REQUIRED ACTION: Send back exactly the lines from the opening line of the records below through the one with "use cyclecount_observability::LogFormat;".

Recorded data
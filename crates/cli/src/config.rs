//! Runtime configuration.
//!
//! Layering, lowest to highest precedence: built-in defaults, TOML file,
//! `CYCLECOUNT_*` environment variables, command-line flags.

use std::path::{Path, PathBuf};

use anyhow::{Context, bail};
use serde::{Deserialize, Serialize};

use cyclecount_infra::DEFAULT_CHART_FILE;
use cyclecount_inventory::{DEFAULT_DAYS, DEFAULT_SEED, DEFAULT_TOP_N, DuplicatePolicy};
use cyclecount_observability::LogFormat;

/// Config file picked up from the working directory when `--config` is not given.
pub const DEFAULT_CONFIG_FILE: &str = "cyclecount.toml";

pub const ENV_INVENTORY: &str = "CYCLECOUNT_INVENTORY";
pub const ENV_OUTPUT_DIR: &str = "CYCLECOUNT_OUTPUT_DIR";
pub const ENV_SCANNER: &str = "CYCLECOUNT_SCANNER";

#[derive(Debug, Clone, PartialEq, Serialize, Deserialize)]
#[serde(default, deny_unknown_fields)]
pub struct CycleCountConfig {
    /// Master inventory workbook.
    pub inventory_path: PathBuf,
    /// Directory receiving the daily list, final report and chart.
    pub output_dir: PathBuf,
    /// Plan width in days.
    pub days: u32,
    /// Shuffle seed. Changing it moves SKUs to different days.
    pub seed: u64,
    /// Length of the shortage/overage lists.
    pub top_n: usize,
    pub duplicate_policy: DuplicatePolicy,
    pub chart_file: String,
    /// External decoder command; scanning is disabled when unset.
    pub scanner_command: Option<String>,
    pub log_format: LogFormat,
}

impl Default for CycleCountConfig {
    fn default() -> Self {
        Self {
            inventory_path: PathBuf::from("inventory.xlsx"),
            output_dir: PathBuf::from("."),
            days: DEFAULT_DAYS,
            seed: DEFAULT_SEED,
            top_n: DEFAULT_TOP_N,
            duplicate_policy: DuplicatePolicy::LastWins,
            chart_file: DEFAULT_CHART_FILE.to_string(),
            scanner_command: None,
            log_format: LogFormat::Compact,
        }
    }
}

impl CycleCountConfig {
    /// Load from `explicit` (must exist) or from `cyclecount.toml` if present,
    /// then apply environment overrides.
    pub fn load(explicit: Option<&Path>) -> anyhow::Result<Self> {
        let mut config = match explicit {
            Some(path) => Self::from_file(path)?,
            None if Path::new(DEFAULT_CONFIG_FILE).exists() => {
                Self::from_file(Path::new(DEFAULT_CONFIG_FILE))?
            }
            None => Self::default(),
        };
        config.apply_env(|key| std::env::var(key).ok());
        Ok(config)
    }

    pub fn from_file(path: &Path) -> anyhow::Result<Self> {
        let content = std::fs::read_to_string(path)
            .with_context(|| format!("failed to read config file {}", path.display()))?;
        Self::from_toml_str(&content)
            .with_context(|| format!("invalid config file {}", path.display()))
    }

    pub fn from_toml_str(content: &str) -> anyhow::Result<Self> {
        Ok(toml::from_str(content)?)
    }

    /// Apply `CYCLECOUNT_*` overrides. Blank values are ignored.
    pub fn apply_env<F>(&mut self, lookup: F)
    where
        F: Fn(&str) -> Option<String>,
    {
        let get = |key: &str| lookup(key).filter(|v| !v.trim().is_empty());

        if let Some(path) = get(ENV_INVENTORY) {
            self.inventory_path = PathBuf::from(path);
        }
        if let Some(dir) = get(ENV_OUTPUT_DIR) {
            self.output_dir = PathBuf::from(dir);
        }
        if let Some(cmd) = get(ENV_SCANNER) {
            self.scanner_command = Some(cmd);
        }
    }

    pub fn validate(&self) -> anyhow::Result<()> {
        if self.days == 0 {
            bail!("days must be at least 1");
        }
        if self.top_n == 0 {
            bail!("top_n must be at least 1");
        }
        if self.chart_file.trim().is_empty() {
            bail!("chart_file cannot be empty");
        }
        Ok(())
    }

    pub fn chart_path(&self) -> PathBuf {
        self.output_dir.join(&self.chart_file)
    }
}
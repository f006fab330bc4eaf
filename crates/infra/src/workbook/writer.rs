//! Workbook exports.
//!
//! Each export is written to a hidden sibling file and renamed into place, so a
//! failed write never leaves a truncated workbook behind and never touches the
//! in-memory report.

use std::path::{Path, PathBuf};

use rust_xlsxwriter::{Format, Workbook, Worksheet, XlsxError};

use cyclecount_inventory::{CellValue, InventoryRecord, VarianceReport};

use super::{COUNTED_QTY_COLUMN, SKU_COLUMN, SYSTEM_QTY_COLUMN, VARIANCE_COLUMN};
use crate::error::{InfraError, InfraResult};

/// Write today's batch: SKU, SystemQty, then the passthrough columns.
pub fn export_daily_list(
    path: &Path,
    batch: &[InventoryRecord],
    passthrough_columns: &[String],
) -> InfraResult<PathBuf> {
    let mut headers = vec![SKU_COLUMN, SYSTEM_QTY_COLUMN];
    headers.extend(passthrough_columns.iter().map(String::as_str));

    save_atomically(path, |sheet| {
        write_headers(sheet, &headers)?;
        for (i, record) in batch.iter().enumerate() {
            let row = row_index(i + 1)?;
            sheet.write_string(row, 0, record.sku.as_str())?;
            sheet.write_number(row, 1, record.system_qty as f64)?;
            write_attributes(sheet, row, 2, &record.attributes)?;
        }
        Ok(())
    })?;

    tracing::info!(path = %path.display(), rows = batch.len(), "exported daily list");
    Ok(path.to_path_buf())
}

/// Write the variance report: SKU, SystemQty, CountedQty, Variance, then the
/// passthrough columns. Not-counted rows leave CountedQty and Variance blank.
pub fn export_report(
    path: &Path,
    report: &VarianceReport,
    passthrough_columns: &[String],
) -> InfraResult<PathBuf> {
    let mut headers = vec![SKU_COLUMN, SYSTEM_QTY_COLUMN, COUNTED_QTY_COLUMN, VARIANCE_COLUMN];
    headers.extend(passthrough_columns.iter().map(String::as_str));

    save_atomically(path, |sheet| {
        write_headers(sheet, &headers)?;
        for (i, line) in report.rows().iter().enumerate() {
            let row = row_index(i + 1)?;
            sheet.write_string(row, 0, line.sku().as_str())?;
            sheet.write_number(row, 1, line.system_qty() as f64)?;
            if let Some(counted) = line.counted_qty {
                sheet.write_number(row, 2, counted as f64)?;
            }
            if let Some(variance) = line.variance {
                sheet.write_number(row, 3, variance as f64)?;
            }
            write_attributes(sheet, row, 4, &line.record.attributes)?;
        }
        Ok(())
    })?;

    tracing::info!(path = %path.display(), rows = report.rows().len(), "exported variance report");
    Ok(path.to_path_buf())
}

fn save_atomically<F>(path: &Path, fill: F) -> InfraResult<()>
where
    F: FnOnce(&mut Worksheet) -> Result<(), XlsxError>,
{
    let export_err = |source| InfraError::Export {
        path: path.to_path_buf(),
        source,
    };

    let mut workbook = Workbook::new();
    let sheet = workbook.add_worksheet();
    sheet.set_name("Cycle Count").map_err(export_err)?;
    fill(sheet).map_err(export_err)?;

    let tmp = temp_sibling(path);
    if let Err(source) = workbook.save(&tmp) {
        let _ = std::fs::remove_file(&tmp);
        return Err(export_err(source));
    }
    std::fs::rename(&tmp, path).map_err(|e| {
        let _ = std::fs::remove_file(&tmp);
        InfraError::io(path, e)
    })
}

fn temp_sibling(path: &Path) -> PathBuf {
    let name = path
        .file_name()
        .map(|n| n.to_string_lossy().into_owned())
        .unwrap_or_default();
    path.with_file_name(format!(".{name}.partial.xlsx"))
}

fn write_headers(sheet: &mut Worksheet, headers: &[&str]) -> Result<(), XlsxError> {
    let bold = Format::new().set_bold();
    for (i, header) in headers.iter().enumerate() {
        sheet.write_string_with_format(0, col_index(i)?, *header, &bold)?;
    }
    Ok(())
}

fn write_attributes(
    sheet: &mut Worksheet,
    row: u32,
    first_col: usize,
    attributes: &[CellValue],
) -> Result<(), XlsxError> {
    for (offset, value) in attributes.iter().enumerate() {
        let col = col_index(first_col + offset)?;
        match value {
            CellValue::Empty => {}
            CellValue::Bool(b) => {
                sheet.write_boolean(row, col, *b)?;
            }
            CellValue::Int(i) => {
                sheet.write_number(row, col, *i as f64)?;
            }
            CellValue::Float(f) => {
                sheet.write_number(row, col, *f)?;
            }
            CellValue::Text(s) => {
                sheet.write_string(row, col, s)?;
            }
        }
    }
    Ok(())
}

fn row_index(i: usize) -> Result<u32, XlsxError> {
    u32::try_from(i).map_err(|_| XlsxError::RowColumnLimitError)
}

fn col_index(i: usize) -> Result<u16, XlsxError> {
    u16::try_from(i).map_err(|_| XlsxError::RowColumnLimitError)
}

RESPONSE:
filename crates/cli/src/config.rs
//! Runtime configuration.
//!
//! Layering, lowest to highest precedence: built-in defaults, TOML file,
//! `CYCLECOUNT_*` environment variables, command-line flags.

use std::path::{Path, PathBuf};

use anyhow::{Context, bail};
use serde::{Deserialize, Serialize};

use cyclecount_infra::DEFAULT_CHART_FILE;
use cyclecount_inventory::{DEFAULT_DAYS, DEFAULT_SEED, DEFAULT_TOP_N, DuplicatePolicy};
use cyclecount_observability::LogFormat;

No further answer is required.